//! Event routing
//!
//! Turns one raw watch event into zero or more normalized workload
//! records, then either dispatches them for scanning or reports a
//! deletion upstream. One malformed event must never halt the watch
//! stream, so every failure path here degrades to a log line.

use crate::k8s::reader::WorkloadReader;
use crate::k8s::resolver::resolve_owning_workload;
use crate::scan::{correlation_id, ScanJob, ScanQueue};
use crate::transmitter::payload::LocalWorkloadLocator;
use crate::transmitter::Transmitter;
use crate::workload::{build_workloads, KubeObjectRecord, Workload};
use k8s_openapi::api::core::v1::Pod;
use std::sync::Arc;
use tracing::{debug, info, warn};

pub struct Router {
    reader: Arc<dyn WorkloadReader>,
    queue: ScanQueue,
    transmitter: Arc<Transmitter>,
    cluster_name: String,
}

impl Router {
    pub fn new(
        reader: Arc<dyn WorkloadReader>,
        queue: ScanQueue,
        transmitter: Arc<Transmitter>,
        cluster_name: String,
    ) -> Self {
        Self {
            reader,
            queue,
            transmitter,
            cluster_name,
        }
    }

    /// Added/Modified pod events. Non-ready pods are dropped without
    /// logging; they are usually still being scheduled and would otherwise
    /// burn scan capacity on transient states.
    pub async fn handle_pod_applied(&self, pod: Pod) {
        if !is_pod_ready(&pod) {
            return;
        }

        let correlation_id = correlation_id();

        match workloads_for_pod(self.reader.as_ref(), &pod, &self.cluster_name).await {
            Some(workloads) if !workloads.is_empty() => {
                debug!(
                    correlation_id = %correlation_id,
                    pod = pod_name(&pod),
                    workloads = workloads.len(),
                    "dispatching pod workloads for scanning"
                );
                self.queue.enqueue(ScanJob {
                    workloads,
                    correlation_id,
                });
            }
            _ => {
                warn!(
                    correlation_id = %correlation_id,
                    pod = pod_name(&pod),
                    images = ?candidate_images(&pod),
                    "could not process pod images, the workload is possibly unsupported"
                );
            }
        }
    }

    /// Pod deletions are reported regardless of readiness to keep the
    /// upstream inventory accurate. The report is built from the pod's own
    /// metadata, no live API read needed.
    pub async fn handle_pod_deleted(&self, pod: Pod) {
        match KubeObjectRecord::from_pod(&pod) {
            Some(record) => self.report_deletion(record).await,
            None => warn!(
                pod = pod_name(&pod),
                "deleted pod lacks a spec, skipping deletion report"
            ),
        }
    }

    /// Controller deletions observed on the per-kind watches.
    pub async fn handle_workload_deleted(&self, record: KubeObjectRecord) {
        self.report_deletion(record).await;
    }

    async fn report_deletion(&self, record: KubeObjectRecord) {
        let correlation_id = correlation_id();
        let locator = LocalWorkloadLocator {
            namespace: record.namespace().to_string(),
            workload_type: record.kind.as_str().to_string(),
            name: record.name().to_string(),
        };
        info!(
            correlation_id = %correlation_id,
            namespace = %locator.namespace,
            workload = %locator.name,
            kind = %locator.workload_type,
            "reporting workload deletion upstream"
        );
        self.transmitter.delete_workload(&locator).await;
    }
}

/// A pod is scan-worthy only once it is Running and at least one container
/// reports a running or waiting state.
pub fn is_pod_ready(pod: &Pod) -> bool {
    let Some(status) = pod.status.as_ref() else {
        return false;
    };
    if status.phase.as_deref() != Some("Running") {
        return false;
    }
    status
        .container_statuses
        .as_ref()
        .is_some_and(|statuses| {
            statuses.iter().any(|cs| {
                cs.state
                    .as_ref()
                    .is_some_and(|state| state.running.is_some() || state.waiting.is_some())
            })
        })
}

/// Does any owner reference carry a non-empty kind?
pub fn is_pod_associated_with_owner(pod: &Pod) -> bool {
    pod.metadata
        .owner_references
        .as_ref()
        .is_some_and(|owners| owners.iter().any(|owner| !owner.kind.is_empty()))
}

/// Builds the per-container workload records for one ready pod, resolving
/// ownership when the pod is attached to a controller. A pod without any
/// owner is its own workload; its own metadata and spec are used directly,
/// skipping the API round-trip entirely.
pub async fn workloads_for_pod(
    reader: &dyn WorkloadReader,
    pod: &Pod,
    cluster: &str,
) -> Option<Vec<Workload>> {
    if pod.metadata.namespace.is_none() || pod.spec.is_none() {
        return None;
    }
    let Some(status) = pod.status.as_ref() else {
        warn!(pod = pod_name(pod), "pod lacks a status");
        return None;
    };

    if !is_pod_associated_with_owner(pod) {
        let record = KubeObjectRecord::from_pod(pod)?;
        return Some(build_workloads(&record, Some(status), cluster));
    }

    let namespace = pod.metadata.namespace.as_deref()?;
    let owner_refs = pod.metadata.owner_references.clone().unwrap_or_default();
    let record = resolve_owning_workload(reader, &owner_refs, namespace).await?;
    Some(build_workloads(&record, Some(status), cluster))
}

fn pod_name(pod: &Pod) -> &str {
    pod.metadata.name.as_deref().unwrap_or("unknown")
}

fn candidate_images(pod: &Pod) -> Vec<String> {
    pod.spec
        .as_ref()
        .map(|spec| {
            spec.containers
                .iter()
                .filter_map(|container| container.image.clone())
                .collect()
        })
        .unwrap_or_default()
}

========================================================================

Lines from the one containing "fn pod_name(pod: &Pod)" to the last line above, both included: copy these exactly and write nothing else.

REPLY TO THE EXERCISE:
fn pod_name(pod: &Pod) -> &str {
    pod.metadata.name.as_deref().unwrap_or("unknown")
}

fn candidate_images(pod: &Pod) -> Vec<String> {
    pod.spec
        .as_ref()
        .map(|spec| {
            spec.containers
                .iter()
                .filter_map(|container| container.image.clone())
                .collect()
        })
        .unwrap_or_default()
}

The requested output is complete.